I COMPLETELY agree with Sharon. When my dog had a rare form of spinal cancer, two separate vets in our town misdiagnosed it for months. We took him to an emergency vet and let them make their own assessment and INSTANTLY the vet knew what it was. He did further testing to be sure which affirmed the terrible diagnosis - but atleast we had answers. In my area, the vets at the e-vets are unmatched in their expertise. They've seen it all, whereas a lot of local, small vets don't have as much experience.


----------



## Mandy and Ellie (Oct 22, 2013)

marie73 said:


> Kind of makes me wonder why he had to be rehomed so desperately when you adopted him.
> 
> 
> 
> A responsible breeder would have kept him 12-16 weeks.

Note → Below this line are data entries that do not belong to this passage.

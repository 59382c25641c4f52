//! Writer: remove (section 4.5).

use std::sync::atomic::AtomicUsize;

use crate::alloc::Allocator;
use crate::map::Map;
use crate::node::{decode, slice_index, Inner, Slot, SLNODES};
use crate::sync::{ORD_REL, ORD_RLX};

impl<A: Allocator> Map<A> {
    /// Remove `key`, returning its value, or `None` if absent.
    pub fn remove(&self, key: u64) -> Option<usize> {
        let _guard = self.write_lock.lock();

        let root = self.root.load(ORD_RLX);
        if root == 0 {
            return None;
        }

        // Every call that gets this far rotates a ring slot, whether or
        // not the key is ultimately found (section 9's resolution of the
        // source's remove-count ambiguity).
        let rc = self.remove_count.fetch_add(1, ORD_REL) + 1;
        let slot = self.pool.rotate(rc);

        if let Slot::Leaf(k) = decode(root) {
            if unsafe { (*k).key.load(ORD_RLX) } == key {
                self.root.store(0, ORD_REL);
                let value = unsafe { (*k).value.load(ORD_RLX) };
                self.pool.schedule_leaf(slot, k);
                return Some(value);
            }
            return None;
        }

        // root is an inner node; descend tracking both the slot holding the
        // leaf (`k_parent`) and the slot holding its parent inner node
        // (`n_parent`), so a single-child collapse can splice the survivor
        // straight into the grandparent.
        let mut n_parent: &AtomicUsize = &self.root;
        let mut k_parent: &AtomicUsize = &self.root;
        let mut kn = root;
        let mut n: *mut Inner = std::ptr::null_mut();

        loop {
            match decode(kn) {
                Slot::Leaf(_) => break,
                Slot::Inner(inner_ptr) => {
                    n_parent = k_parent;
                    n = inner_ptr;
                    let idx = slice_index(key, unsafe { (*inner_ptr).shift });
                    k_parent = unsafe { &(*inner_ptr).children[idx] };
                    kn = k_parent.load(ORD_RLX);
                    if kn == 0 {
                        return None;
                    }
                }
                Slot::Null => unreachable!("kn is checked non-null before the loop re-enters"),
            }
        }

        let k = match decode(kn) {
            Slot::Leaf(k) => k,
            _ => unreachable!("loop above only exits on Slot::Leaf"),
        };
        if unsafe { (*k).key.load(ORD_RLX) } != key {
            return None;
        }

        k_parent.store(0, ORD_REL);

        let mut only_idx: Option<usize> = None;
        let mut more_than_one = false;
        for i in 0..SLNODES {
            if unsafe { (*n).children[i].load(ORD_RLX) } != 0 {
                if only_idx.is_some() {
                    more_than_one = true;
                    break;
                }
                only_idx = Some(i);
            }
        }

        let value = unsafe { (*k).value.load(ORD_RLX) };

        if !more_than_one {
            let idx = only_idx.expect("invariant 1: inner node had >= 2 children before remove");
            let survivor = unsafe { (*n).children[idx].load(ORD_RLX) };
            n_parent.store(survivor, ORD_REL);
            self.pool.schedule_inner(slot, n);
            log::debug!("remove: collapsed inner node for key {key:#x}");
        }

        self.pool.schedule_leaf(slot, k);
        Some(value)
    }
}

This is true... sadly hindsight is always 20/20. I am also scared for Meli... this is why it's so important to ensure good genetics before breeding. Sadly, some breeders (obviously, not 100% sure if this is true about Simba's breeder, but it does happen) just breed for money and nasty health issues show up in their lineage and the cats suffer...


----------



## Speechie (Dec 2, 2013)

Honey, my heart just sinks reading FIP ....
The best I can offer is experience and knowledge...I'm giving you a diagnostic flow chart link. It covers both wet and dry FIP diagnosis flow sheets, and it helped me to know what to ask for. http://xa.yimg.com/kq/groups/4947102/381511905/name/FIPdiagnosisflowchart.pdf
My intention is not to upset you, but to support you. I am praying that they are wrong! 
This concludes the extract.